Osteoporosis afflicts more than 8 million women and 2 million men. More than 80 percent of osteoporosis sufferers are women; osteoporosis affects half of all women over the age of fifty and almost 90 percent of those over the age of seventy-five. Five to 20 percent of women die each year due to osteoporosis-related complications. Osteoporosis is a brittle-bone disease that increases the risk of bone fractures later in life.

Your Risks for Osteoporosis
Menopause is the single greatest risk for osteoporosis; others include gender, age, family history, hormone deficiencies, low calcium intake, excessive alcohol and caffeine consumption, and cigarette smoking. Estrogen helps prevent bone loss and works together with calcium and other hormones and minerals to help build bones. When women hit menopause and are not making as much estrogen, their risk for osteoporosis increases. The key is trying to prevent osteoporosis in your younger years, instead of creating it after menopause.

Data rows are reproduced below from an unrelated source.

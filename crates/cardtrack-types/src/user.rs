use serde::{Deserialize, Serialize};
use serde_json::{Map, Value};

/// Body of `POST /api/settings`. The backend replaces whatever it held for
/// `username`, creating the user on first save.
#[derive(Debug, Clone, PartialEq, Serialize, Deserialize)]
pub struct UserSettingsUpdate {
    pub username: String,
    pub settings: Map<String, Value>,
}

impl UserSettingsUpdate {
    pub fn new(username: impl Into<String>) -> Self {
        Self {
            username: username.into(),
            settings: Map::new(),
        }
    }

    pub fn with_setting(mut self, key: impl Into<String>, value: impl Into<Value>) -> Self {
        self.settings.insert(key.into(), value.into());
        self
    }
}

/// Response of `GET /api/settings/{username}`.
///
/// NOTE: the backend keeps the settings as one opaque string (a repr of the
/// submitted object), so `settings` is usually a JSON string, not an object.
/// It is `null` for a user that was created without settings.
#[derive(Debug, Clone, Default, PartialEq, Serialize, Deserialize)]
pub struct StoredUserSettings {
    #[serde(default)]
    pub settings: Value,
}

impl StoredUserSettings {
    /// The stored settings as display text
    pub fn text(&self) -> Option<String> {
        match &self.settings {
            Value::Null => None,
            Value::String(raw) => Some(raw.clone()),
            other => Some(other.to_string()),
        }
    }
}

/// Plain acknowledgement such as `{"message": "Settings updated"}`
#[derive(Debug, Clone, Default, PartialEq, Eq, Serialize, Deserialize)]
pub struct BackendMessage {
    #[serde(default)]
    pub message: String,
}
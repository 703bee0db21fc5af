use crate::{Error, Result};
use std::path::PathBuf;

pub const SETTINGS_FILE: &str = "settings.json";
pub const CONFIG_FILE: &str = "config.toml";

/// Resolve the data directory based on priority:
/// 1. Explicit path (with tilde expansion)
/// 2. CARDTRACK_PATH environment variable (with tilde expansion)
/// 3. System data directory
/// 4. ~/.cardtrack
pub fn resolve_workspace_path(explicit_path: Option<&str>) -> Result<PathBuf> {
    if let Some(path) = explicit_path {
        return Ok(expand_tilde(path));
    }

    if let Ok(env_path) = std::env::var("CARDTRACK_PATH") {
        return Ok(expand_tilde(&env_path));
    }

    if let Some(data_dir) = dirs::data_dir() {
        return Ok(data_dir.join("cardtrack"));
    }

    if let Some(home) = std::env::var_os("HOME") {
        return Ok(PathBuf::from(home).join(".cardtrack"));
    }

    Err(Error::Config(
        "Could not determine data directory: no HOME directory or system data directory found"
            .to_string(),
    ))
}

/// Expand tilde (~) in paths to the user's home directory
pub fn expand_tilde(path: &str) -> PathBuf {
    if let Some(stripped) = path.strip_prefix("~/")
        && let Some(home) = std::env::var_os("HOME")
    {
        return PathBuf::from(home).join(stripped);
    }
    PathBuf::from(path)
}
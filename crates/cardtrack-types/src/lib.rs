pub mod badge;
pub mod domain;
pub mod export;
pub mod history;
pub mod metrics;
pub mod user;

pub use badge::*;
pub use domain::*;
pub use export::*;
pub use history::*;
pub use metrics::*;
pub use user::*;
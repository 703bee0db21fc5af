pub mod badges;
pub mod panel;
pub mod settings;

pub use badges::{BadgeRequest, BadgeService};
pub use panel::{CardPanel, CardView, HistoryRegion, PanelContent, PanelService};
pub use settings::{ListOption, SAVED_MESSAGE, SettingsForm, SettingsService, UserSettingsUpload};
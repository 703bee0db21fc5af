use serde::{Deserialize, Serialize};
use std::fmt;

macro_rules! string_id {
    ($(#[$meta:meta])* $name:ident) => {
        $(#[$meta])*
        #[derive(Debug, Clone, PartialEq, Eq, Hash, PartialOrd, Ord, Serialize, Deserialize)]
        #[serde(transparent)]
        pub struct $name(String);

        impl $name {
            pub fn new(id: impl Into<String>) -> Self {
                Self(id.into())
            }

            pub fn as_str(&self) -> &str {
                &self.0
            }
        }

        impl fmt::Display for $name {
            fn fmt(&self, f: &mut fmt::Formatter<'_>) -> fmt::Result {
                write!(f, "{}", self.0)
            }
        }

        impl From<String> for $name {
            fn from(s: String) -> Self {
                Self(s)
            }
        }

        impl From<&str> for $name {
            fn from(s: &str) -> Self {
                Self(s.to_string())
            }
        }

        impl AsRef<str> for $name {
            fn as_ref(&self) -> &str {
                &self.0
            }
        }
    };
}

string_id!(
    /// Host board identifier
    BoardId
);

string_id!(
    /// Host card identifier
    CardId
);

string_id!(
    /// Host list (column) identifier
    ListId
);

string_id!(
    /// Host member identifier
    MemberId
);
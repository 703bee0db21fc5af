pub mod board;
pub mod card;
pub mod ids;

pub use board::*;
pub use card::*;
pub use ids::*;
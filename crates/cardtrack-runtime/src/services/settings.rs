use crate::Result;
use crate::client::MetricsClient;
use crate::error::FetchResult;
use cardtrack_core::{BoardSettings, KeyValueStore, Scope, SettingsStore};
use cardtrack_types::{BoardId, BoardList, ListId, UserSettingsUpdate};
use serde::Serialize;

pub const SAVED_MESSAGE: &str = "Settings saved! Refresh the board to see changes on cards.";

#[derive(Debug, Clone, PartialEq, Eq, Serialize)]
pub struct ListOption {
    pub list: BoardList,
    pub selected: bool,
}

/// The board settings form: current values plus the lists to pick from.
#[derive(Debug, Clone, PartialEq, Eq, Serialize)]
pub struct SettingsForm {
    pub board: BoardId,
    pub settings: BoardSettings,
    pub lists: Vec<ListOption>,
    /// Why the list picker is empty, when loading lists failed
    #[serde(skip_serializing_if = "Option::is_none")]
    pub lists_error: Option<String>,
}

/// What an upload sent, and the backend's answer
#[derive(Debug, Clone, PartialEq, Eq, Serialize)]
pub struct UserSettingsUpload {
    pub username: String,
    pub keys: Vec<String>,
    pub message: String,
}

pub struct SettingsService<'a, S> {
    client: &'a MetricsClient,
    store: &'a SettingsStore<S>,
}

impl<'a, S: KeyValueStore> SettingsService<'a, S> {
    pub fn new(client: &'a MetricsClient, store: &'a SettingsStore<S>) -> Self {
        Self { client, store }
    }

    pub async fn form(&self, board: &BoardId) -> SettingsForm {
        let settings = BoardSettings::load(self.store, board);

        let (lists, lists_error) = match self.client.get_board_lists(board).await {
            Ok(lists) => (lists, None),
            Err(err) => {
                tracing::warn!(%board, error = %err, "failed to load board lists");
                (Vec::new(), Some(err.to_string()))
            }
        };

        let lists = lists
            .into_iter()
            .map(|list| ListOption {
                selected: settings.selected_lists.contains(&list.id),
                list,
            })
            .collect();

        SettingsForm {
            board: board.clone(),
            settings,
            lists,
            lists_error,
        }
    }

    /// Save the form. Only lists offered by the form can stay selected.
    pub fn save(&self, form: &SettingsForm) -> Result<()> {
        let mut settings = form.settings.clone();
        if form.lists_error.is_none() {
            settings.selected_lists = form
                .lists
                .iter()
                .filter(|option| option.selected)
                .map(|option| option.list.id.clone())
                .collect();
        }
        settings.save(self.store, &form.board)?;
        tracing::info!(board = %form.board, "board settings saved");
        Ok(())
    }

    /// Send every setting stored under `scope` as `username`'s backend
    /// settings, replacing what the backend held. Keys are relative to
    /// `scope`.
    pub async fn upload(&self, username: &str, scope: &Scope) -> FetchResult<UserSettingsUpload> {
        let mut entries = self.store.entries(scope);
        entries.sort();

        let keys: Vec<String> = entries.iter().map(|(key, _)| key.clone()).collect();
        let update = entries
            .into_iter()
            .fold(UserSettingsUpdate::new(username), |update, (key, value)| {
                update.with_setting(key, value)
            });

        let reply = self.client.update_user_settings(&update).await?;
        tracing::info!(username, %scope, count = keys.len(), "user settings uploaded");
        Ok(UserSettingsUpload {
            username: username.to_string(),
            keys,
            message: reply.message,
        })
    }
}

impl SettingsForm {
    pub fn select(&mut self, ids: &[ListId]) {
        for option in &mut self.lists {
            option.selected = ids.contains(&option.list.id);
        }
    }
}
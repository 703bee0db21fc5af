use serde::{Deserialize, Serialize};

use super::{ListId, MemberId};

/// A list on a board, as returned by `GET /api/board/{board_id}/lists`
#[derive(Debug, Clone, PartialEq, Eq, Serialize, Deserialize)]
pub struct BoardList {
    pub id: ListId,
    pub name: String,
}

/// Find the display name for a list id.
pub fn list_name<'a>(lists: &'a [BoardList], id: &ListId) -> Option<&'a str> {
    lists
        .iter()
        .find(|list| &list.id == id)
        .map(|list| list.name.as_str())
}

/// The member viewing the card, used for the personal-time badge.
#[derive(Debug, Clone, PartialEq, Eq, Serialize, Deserialize)]
pub struct Viewer {
    pub id: MemberId,
    #[serde(default)]
    pub name: Option<String>,
}

impl Viewer {
    pub fn new(id: impl Into<MemberId>) -> Self {
        Self {
            id: id.into(),
            name: None,
        }
    }

    pub fn with_name(mut self, name: impl Into<String>) -> Self {
        self.name = Some(name.into());
        self
    }
}
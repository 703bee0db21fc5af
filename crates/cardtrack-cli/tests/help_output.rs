use assert_cmd::Command;

#[allow(deprecated)]
fn run_help(args: &[&str]) -> String {
    let mut cmd = Command::cargo_bin("cardtrack").unwrap();
    let output = cmd.args(args).arg("--help").output().unwrap();
    String::from_utf8(output.stdout).unwrap()
}

#[test]
fn test_main_help_lists_commands() {
    let help = run_help(&[]);
    for command in [
        "badges", "show", "lists", "cards", "export", "settings", "resize", "user", "config",
    ] {
        assert!(help.contains(command), "missing {command} in:\n{help}");
    }
}

#[test]
fn test_settings_help_lists_subcommands() {
    let help = run_help(&["settings"]);
    for command in ["show", "set", "get", "unset", "lists", "form"] {
        assert!(help.contains(command), "missing {command} in:\n{help}");
    }
}

#[test]
fn test_export_help_names_file_types() {
    let help = run_help(&["export"]);
    assert!(help.contains("--type"));
    assert!(help.contains("xlsx"));
}
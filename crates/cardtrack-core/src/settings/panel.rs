use super::{KeyValueStore, Scope, SettingsStore};
use crate::Result;
use serde::Serialize;

/// Toggleable sections of the metrics panel. These live in the global scope.
#[derive(Debug, Clone, Copy, PartialEq, Eq, Hash, Serialize)]
#[serde(rename_all = "snake_case")]
pub enum PanelSection {
    TimePerList,
    TimePerMember,
    TotalTime,
    ListCounts,
    MoveCounts,
    History,
    DetailedHistory,
}

impl PanelSection {
    pub const ALL: [PanelSection; 7] = [
        PanelSection::TimePerList,
        PanelSection::TimePerMember,
        PanelSection::TotalTime,
        PanelSection::ListCounts,
        PanelSection::MoveCounts,
        PanelSection::History,
        PanelSection::DetailedHistory,
    ];

    pub fn key(&self) -> &'static str {
        match self {
            PanelSection::TimePerList => "show-time-per-list",
            PanelSection::TimePerMember => "show-time-per-member",
            PanelSection::TotalTime => "show-total-time",
            PanelSection::ListCounts => "show-list-counts",
            PanelSection::MoveCounts => "show-move-counts",
            PanelSection::History => "show-history",
            PanelSection::DetailedHistory => "show-detailed-history",
        }
    }

    /// Metric sections start on. The history tables cost an extra request
    /// each and start off.
    pub fn default_enabled(&self) -> bool {
        !matches!(self, PanelSection::History | PanelSection::DetailedHistory)
    }
}

#[derive(Debug, Clone, PartialEq, Eq, Serialize)]
pub struct PanelSettings {
    pub show_time_per_list: bool,
    pub show_time_per_member: bool,
    pub show_total_time: bool,
    pub show_list_counts: bool,
    pub show_move_counts: bool,
    pub show_history: bool,
    pub show_detailed_history: bool,
}

impl Default for PanelSettings {
    fn default() -> Self {
        let mut settings = Self {
            show_time_per_list: false,
            show_time_per_member: false,
            show_total_time: false,
            show_list_counts: false,
            show_move_counts: false,
            show_history: false,
            show_detailed_history: false,
        };
        for section in PanelSection::ALL {
            settings.set_enabled(section, section.default_enabled());
        }
        settings
    }
}

impl PanelSettings {
    pub fn load<S: KeyValueStore>(store: &SettingsStore<S>) -> Self {
        let mut settings = Self::default();
        for section in PanelSection::ALL {
            if let Some(enabled) = store.flag(&Scope::Global, section.key()) {
                settings.set_enabled(section, enabled);
            }
        }
        settings
    }

    /// Persist one toggle, the way a checkbox change does.
    pub fn toggle<S: KeyValueStore>(
        store: &SettingsStore<S>,
        section: PanelSection,
        enabled: bool,
    ) -> Result<()> {
        store.set_flag(&Scope::Global, section.key(), enabled)
    }

    pub fn is_enabled(&self, section: PanelSection) -> bool {
        match section {
            PanelSection::TimePerList => self.show_time_per_list,
            PanelSection::TimePerMember => self.show_time_per_member,
            PanelSection::TotalTime => self.show_total_time,
            PanelSection::ListCounts => self.show_list_counts,
            PanelSection::MoveCounts => self.show_move_counts,
            PanelSection::History => self.show_history,
            PanelSection::DetailedHistory => self.show_detailed_history,
        }
    }

    pub fn set_enabled(&mut self, section: PanelSection, enabled: bool) {
        let slot = match section {
            PanelSection::TimePerList => &mut self.show_time_per_list,
            PanelSection::TimePerMember => &mut self.show_time_per_member,
            PanelSection::TotalTime => &mut self.show_total_time,
            PanelSection::ListCounts => &mut self.show_list_counts,
            PanelSection::MoveCounts => &mut self.show_move_counts,
            PanelSection::History => &mut self.show_history,
            PanelSection::DetailedHistory => &mut self.show_detailed_history,
        };
        *slot = enabled;
    }

    pub fn with(mut self, section: PanelSection, enabled: bool) -> Self {
        self.set_enabled(section, enabled);
        self
    }
}

#[cfg(test)]
mod tests {
    use super::*;
    use crate::MemoryStore;

    #[test]
    fn test_defaults_skip_history_tables() {
        let settings = PanelSettings::default();
        assert!(settings.show_total_time);
        assert!(settings.show_move_counts);
        assert!(!settings.show_history);
        assert!(!settings.show_detailed_history);
    }

    #[test]
    fn test_toggle_is_global_and_isolated_from_boards() -> Result<()> {
        let store = SettingsStore::new(MemoryStore::new());
        store.set_flag(&Scope::board("b1"), "show-total-time", false)?;
        PanelSettings::toggle(&store, PanelSection::History, true)?;

        let settings = PanelSettings::load(&store);
        assert!(settings.show_history);
        assert!(settings.show_total_time);
        Ok(())
    }
}
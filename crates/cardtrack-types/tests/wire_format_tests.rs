use cardtrack_types::*;

#[test]
fn test_history_sequence_keeps_backend_order() {
    let json = r#"[
        {"date": "2024-03-02T10:00:00Z", "type": "updateCard", "data": {"listName": "Done"}},
        {"date": "2024-03-01T10:00:00Z", "type": "createCard", "data": {"listName": "To Do"}}
    ]"#;
    let entries: Vec<HistoryEntry> = serde_json::from_str(json).unwrap();

    let kinds: Vec<&str> = entries.iter().map(|e| e.action_type.as_str()).collect();
    assert_eq!(kinds, vec!["updateCard", "createCard"]);
}

#[test]
fn test_board_lists_lookup() {
    let json = r#"[{"id": "l1", "name": "To Do"}, {"id": "l2", "name": "Doing"}]"#;
    let lists: Vec<BoardList> = serde_json::from_str(json).unwrap();

    assert_eq!(list_name(&lists, &ListId::new("l2")), Some("Doing"));
    assert_eq!(list_name(&lists, &ListId::new("l9")), None);
}

#[test]
fn test_fallback_badge_wire_shape() {
    insta::assert_json_snapshot!(Badge::fallback(), @r#"
    {
      "text": "Tracker",
      "color": "blue"
    }
    "#);
}

#[test]
fn test_unknown_metric_fields_are_ignored() {
    let json = r#"{"total_time": 60, "avg_cycle_time": 12, "time_per_list": {}}"#;
    let metrics: Metrics = serde_json::from_str(json).unwrap();
    assert_eq!(metrics.total_time, Some(60.0));
    assert_eq!(metrics.time_per_list.map(|m| m.len()), Some(0));
}
use serde::Serialize;

#[derive(Debug, Clone, Serialize)]
pub struct StatusBadge {
    pub level: StatusLevel,
    pub label: String,
}

impl StatusBadge {
    pub fn success(label: impl Into<String>) -> Self {
        Self {
            level: StatusLevel::Success,
            label: label.into(),
        }
    }

    pub fn info(label: impl Into<String>) -> Self {
        Self {
            level: StatusLevel::Info,
            label: label.into(),
        }
    }

    pub fn warning(label: impl Into<String>) -> Self {
        Self {
            level: StatusLevel::Warning,
            label: label.into(),
        }
    }

    pub fn error(label: impl Into<String>) -> Self {
        Self {
            level: StatusLevel::Error,
            label: label.into(),
        }
    }

    pub fn icon(&self) -> &str {
        match self.level {
            StatusLevel::Success => "✅",
            StatusLevel::Info => "ℹ️",
            StatusLevel::Warning => "⚠️",
            StatusLevel::Error => "❌",
        }
    }
}

#[derive(Debug, Clone, Copy, Serialize, PartialEq, Eq)]
#[serde(rename_all = "lowercase")]
pub enum StatusLevel {
    Success,
    Info,
    Warning,
    Error,
}

/// A follow-up the user may want, optionally with the command that does it
#[derive(Debug, Clone, Serialize)]
pub struct Guidance {
    pub description: String,
    pub command: Option<String>,
}

impl Guidance {
    pub fn new(description: impl Into<String>) -> Self {
        Self {
            description: description.into(),
            command: None,
        }
    }

    pub fn with_command(mut self, command: impl Into<String>) -> Self {
        self.command = Some(command.into());
        self
    }
}
mod metrics;
mod routes;

pub use metrics::MetricsClient;
pub use routes::Route;
use super::workspace::as_sdk;
use super::{HandlerContext, Workspace};
use crate::presentation::presenters;
use anyhow::{Result, anyhow};
use cardtrack_runtime::{BadgeRequest, BadgeService, HostSdk, resolve_board, resolve_card};
use cardtrack_types::{BoardId, CardId, ListId, Viewer};

pub async fn handle(
    workspace: &Workspace,
    ctx: &HandlerContext,
    board: Option<String>,
    card: Option<String>,
    list: Option<String>,
    member: Option<String>,
) -> Result<()> {
    let host = if board.is_none() || card.is_none() || list.is_none() {
        workspace.host().await?
    } else {
        None
    };
    let context = host.as_ref().map(HostSdk::context).unwrap_or_default();

    let board = match board {
        Some(board) => BoardId::new(board),
        None => resolve_board(None, as_sdk(&host))?,
    };
    let card = match card {
        Some(card) => CardId::new(card),
        None => resolve_card(None, as_sdk(&host))?,
    };
    let list = list
        .map(ListId::new)
        .or(context.list)
        .ok_or_else(|| anyhow!("No list given. Pass --list or a host context with a list."))?;
    let viewer = member.map(Viewer::new).or(context.member);

    let store = workspace.settings()?;
    let client = workspace.client()?;
    let request = BadgeRequest {
        board,
        card,
        list,
        viewer,
    };

    let badges = BadgeService::new(&client, &store).badges(&request).await;
    ctx.render(presenters::present_badges(&request, badges))
}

The stronger and healthier your bones are when you enter menopause, the more bone mass you will have to sustain you as you age.

Bone loss varies from woman to woman. Osteoporosis prevention should include a balanced diet rich in calcium and vitamin D. From childhood through early adulthood, adequate calcium helps build bone mass; in the late postmenopausal years, eating plenty of calcium-rich foods and taking a calcium supplement can help slow bone loss. Experts also recommend participating in weight-bearing type exercises, such as walking and avoiding smoking and excessive caffeine intake.

Fact: The RDA for women after menopause, who are not taking hormone replacement therapy, is 1,500 mg of calcium daily; for women who do take HRT, the RDA is 1,200 mg of calcium.

How to Handle Osteoporosis
Osteoporosis has no actual cure, but you can take some treatments and preventive measures to help slow or reverse bone loss and help prevent fractures. Try some of these tips:

It is advised that women be evaluated for osteoporosis if they fracture easily, are sixty-five or older, or are menopausal with other risk factors. If left completely untreated, a postmenopausal woman can lose 10 to 40 percent of bone mass between the ages of fifty and sixty.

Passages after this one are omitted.